Being a freelancer comes with a lot of perks. After all, you have the freedom to choose where you want to work each day and the clients with whom you want to partner. You’re living the dream, right? But even when you find your footing, freelancing can also mean working long hours, struggling to land your next client, chasing down paychecks and dealing with the overall instability that comes with not having a 9-to-5.
At some point, you’ll probably wonder what’s better: being self-employed vs. employed at a traditional job. Here are some factors you should consider when measuring the pros and cons of being a freelancer.
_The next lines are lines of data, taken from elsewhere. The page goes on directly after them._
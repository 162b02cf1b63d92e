use chrono::{NaiveDate, NaiveDateTime, NaiveTime};
use rusqlite::types::{Value, ValueRef};
use serde_json::Value as JsonValue;

/// Values that can be stored in a database row or used as query parameters.
///
/// This is the closed set of kinds the executor hands out in result fields and
/// accepts from prepared-statement data providers:
/// ```rust
/// use txn_middleware::prelude::*;
///
/// let params = vec![
///     RowValues::Int(1),
///     RowValues::Text("alice".into()),
///     RowValues::Bool(true),
/// ];
/// # let _ = params;
/// ```
#[derive(Debug, Clone, PartialEq)]
pub enum RowValues {
    /// Integer value (64-bit)
    Int(i64),
    /// Floating point value (64-bit)
    Float(f64),
    /// Text/string value
    Text(String),
    /// Boolean value
    Bool(bool),
    /// Timestamp value
    Timestamp(NaiveDateTime),
    /// Calendar date without time
    Date(NaiveDate),
    /// Time of day without date
    Time(NaiveTime),
    /// NULL value
    Null,
    /// JSON value
    JSON(JsonValue),
    /// Binary data
    Blob(Vec<u8>),
}

impl RowValues {
    /// Check if this value is NULL
    #[must_use]
    pub fn is_null(&self) -> bool {
        matches!(self, Self::Null)
    }

    /// Short name of the value kind, used in conversion errors.
    #[must_use]
    pub fn kind(&self) -> &'static str {
        match self {
            RowValues::Int(_) => "integer",
            RowValues::Float(_) => "float",
            RowValues::Text(_) => "text",
            RowValues::Bool(_) => "boolean",
            RowValues::Timestamp(_) => "timestamp",
            RowValues::Date(_) => "date",
            RowValues::Time(_) => "time",
            RowValues::Null => "null",
            RowValues::JSON(_) => "json",
            RowValues::Blob(_) => "blob",
        }
    }

    #[must_use]
    pub fn as_int(&self) -> Option<&i64> {
        if let RowValues::Int(value) = self {
            Some(value)
        } else {
            None
        }
    }

    #[must_use]
    pub fn as_text(&self) -> Option<&str> {
        if let RowValues::Text(value) = self {
            Some(value)
        } else {
            None
        }
    }

    #[must_use]
    pub fn as_blob(&self) -> Option<&[u8]> {
        if let RowValues::Blob(bytes) = self {
            Some(bytes)
        } else {
            None
        }
    }

    /// Convert into the value bound to a `SQLite` statement parameter.
    ///
    /// SQLite has no native boolean or temporal storage; booleans bind as 0/1
    /// and temporal values as ISO-8601 text, the same layout `SQLite`'s date
    /// functions understand.
    #[must_use]
    pub fn to_sqlite_value(&self) -> Value {
        match self {
            RowValues::Int(i) => Value::Integer(*i),
            RowValues::Float(f) => Value::Real(*f),
            RowValues::Text(s) => Value::Text(s.clone()),
            RowValues::Bool(b) => Value::Integer(i64::from(*b)),
            RowValues::Timestamp(dt) => Value::Text(dt.format("%F %T%.f").to_string()),
            RowValues::Date(d) => Value::Text(d.format("%F").to_string()),
            RowValues::Time(t) => Value::Text(t.format("%T%.f").to_string()),
            RowValues::Null => Value::Null,
            RowValues::JSON(jval) => Value::Text(jval.to_string()),
            RowValues::Blob(bytes) => Value::Blob(bytes.clone()),
        }
    }

    /// Read a raw value produced by the `SQLite` cursor.
    #[must_use]
    pub fn from_sqlite_ref(value: ValueRef<'_>) -> Self {
        match value {
            ValueRef::Null => RowValues::Null,
            ValueRef::Integer(i) => RowValues::Int(i),
            ValueRef::Real(f) => RowValues::Float(f),
            ValueRef::Text(t) => RowValues::Text(String::from_utf8_lossy(t).into_owned()),
            ValueRef::Blob(b) => RowValues::Blob(b.to_vec()),
        }
    }
}

impl From<Value> for RowValues {
    fn from(value: Value) -> Self {
        match value {
            Value::Null => RowValues::Null,
            Value::Integer(i) => RowValues::Int(i),
            Value::Real(f) => RowValues::Float(f),
            Value::Text(s) => RowValues::Text(s),
            Value::Blob(b) => RowValues::Blob(b),
        }
    }
}

impl From<i64> for RowValues {
    fn from(value: i64) -> Self {
        RowValues::Int(value)
    }
}

impl From<i32> for RowValues {
    fn from(value: i32) -> Self {
        RowValues::Int(i64::from(value))
    }
}

impl From<f64> for RowValues {
    fn from(value: f64) -> Self {
        RowValues::Float(value)
    }
}

impl From<bool> for RowValues {
    fn from(value: bool) -> Self {
        RowValues::Bool(value)
    }
}

impl From<&str> for RowValues {
    fn from(value: &str) -> Self {
        RowValues::Text(value.to_owned())
    }
}

impl From<String> for RowValues {
    fn from(value: String) -> Self {
        RowValues::Text(value)
    }
}

impl From<Vec<u8>> for RowValues {
    fn from(value: Vec<u8>) -> Self {
        RowValues::Blob(value)
    }
}

impl From<NaiveDateTime> for RowValues {
    fn from(value: NaiveDateTime) -> Self {
        RowValues::Timestamp(value)
    }
}

impl<T: Into<RowValues>> From<Option<T>> for RowValues {
    fn from(value: Option<T>) -> Self {
        value.map_or(RowValues::Null, Into::into)
    }
}

/// Column type tags, numbered like `java.sql.Types` so tags stay meaningful
/// to tooling that already speaks JDBC.
pub mod sql_types {
    pub const BIT: i32 = -7;
    pub const TINYINT: i32 = -6;
    pub const SMALLINT: i32 = 5;
    pub const INTEGER: i32 = 4;
    pub const BIGINT: i32 = -5;
    pub const FLOAT: i32 = 6;
    pub const REAL: i32 = 7;
    pub const DOUBLE: i32 = 8;
    pub const NUMERIC: i32 = 2;
    pub const DECIMAL: i32 = 3;
    pub const CHAR: i32 = 1;
    pub const VARCHAR: i32 = 12;
    pub const LONGVARCHAR: i32 = -1;
    pub const DATE: i32 = 91;
    pub const TIME: i32 = 92;
    pub const TIMESTAMP: i32 = 93;
    pub const BINARY: i32 = -2;
    pub const VARBINARY: i32 = -3;
    pub const NULL: i32 = 0;
    pub const OTHER: i32 = 1111;
    pub const BLOB: i32 = 2004;
    pub const CLOB: i32 = 2005;
    pub const BOOLEAN: i32 = 16;

    /// Name of a type tag, `None` for tags outside the table.
    #[must_use]
    pub fn type_name(tag: i32) -> Option<&'static str> {
        let name = match tag {
            BIT => "BIT",
            TINYINT => "TINYINT",
            SMALLINT => "SMALLINT",
            INTEGER => "INTEGER",
            BIGINT => "BIGINT",
            FLOAT => "FLOAT",
            REAL => "REAL",
            DOUBLE => "DOUBLE",
            NUMERIC => "NUMERIC",
            DECIMAL => "DECIMAL",
            CHAR => "CHAR",
            VARCHAR => "VARCHAR",
            LONGVARCHAR => "LONGVARCHAR",
            DATE => "DATE",
            TIME => "TIME",
            TIMESTAMP => "TIMESTAMP",
            BINARY => "BINARY",
            VARBINARY => "VARBINARY",
            NULL => "NULL",
            OTHER => "OTHER",
            BLOB => "BLOB",
            CLOB => "CLOB",
            BOOLEAN => "BOOLEAN",
            _ => return None,
        };
        Some(name)
    }

    /// Map a declared `SQLite` column type to a tag.
    ///
    /// Well-known names map directly; everything else follows `SQLite`'s
    /// affinity rules (INT → integer, CHAR/CLOB/TEXT → text, BLOB → blob,
    /// REAL/FLOA/DOUB → floating point, otherwise numeric). Expression
    /// columns have no declared type and map to [`OTHER`].
    #[must_use]
    pub fn from_decl_type(decl: Option<&str>) -> i32 {
        let Some(decl) = decl else {
            return OTHER;
        };
        let upper = decl.trim().to_ascii_uppercase();
        let base = upper.split('(').next().unwrap_or("").trim();
        match base {
            "" => return BLOB,
            "BOOLEAN" | "BOOL" => return BOOLEAN,
            "BIGINT" | "INT8" => return BIGINT,
            "SMALLINT" | "INT2" => return SMALLINT,
            "TINYINT" => return TINYINT,
            "DATE" => return DATE,
            "TIME" => return TIME,
            "DATETIME" | "TIMESTAMP" => return TIMESTAMP,
            "DECIMAL" => return DECIMAL,
            "DOUBLE" | "DOUBLE PRECISION" => return DOUBLE,
            "FLOAT" => return FLOAT,
            "CHAR" | "CHARACTER" | "NCHAR" => return CHAR,
            "CLOB" => return CLOB,
            _ => {}
        }
        if base.contains("INT") {
            INTEGER
        } else if base.contains("CHAR") || base.contains("TEXT") {
            VARCHAR
        } else if base.contains("CLOB") {
            CLOB
        } else if base.contains("BLOB") {
            BLOB
        } else if base.contains("REAL") || base.contains("FLOA") || base.contains("DOUB") {
            REAL
        } else {
            NUMERIC
        }
    }
}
Choosing the Right Lifestyle
At best, a 9-to-5 job can give you a sense of community and shared purpose. You may even be lucky enough to work at a mission-driven organization that shares your ideals. There’s the opportunity to attend fun company outings and build lasting connections and friendships with your co-workers. On top of that, you might get to enjoy perks like free lunches and snacks. At worst, you may have a dreadful commute, a poor culture fit and a bad boss. And don’t forget that there are expectations for how to act, what to wear and the correct way to do your job.
But as a freelancer, you get to enjoy a more independent lifestyle. You wear what you want, work when you want (well, as long as you meet your deadlines) and get the job done how you see fit. You can skip the daily commute and have your coffee at home — plus, you don’t have to deal with co-workers that remind you of characters from “The Office.” But there are the distractions of working from home, like Netflix, family members and the call of the fridge. You’ll still need to concentrate to get your work done.
Ask yourself: Do you work better when you’re around others and have more structure to your day? Or do you prefer the autonomy of doing your job your own way? If you know how to free yourself from distractions and work diligently, the freelance lifestyle may be for you.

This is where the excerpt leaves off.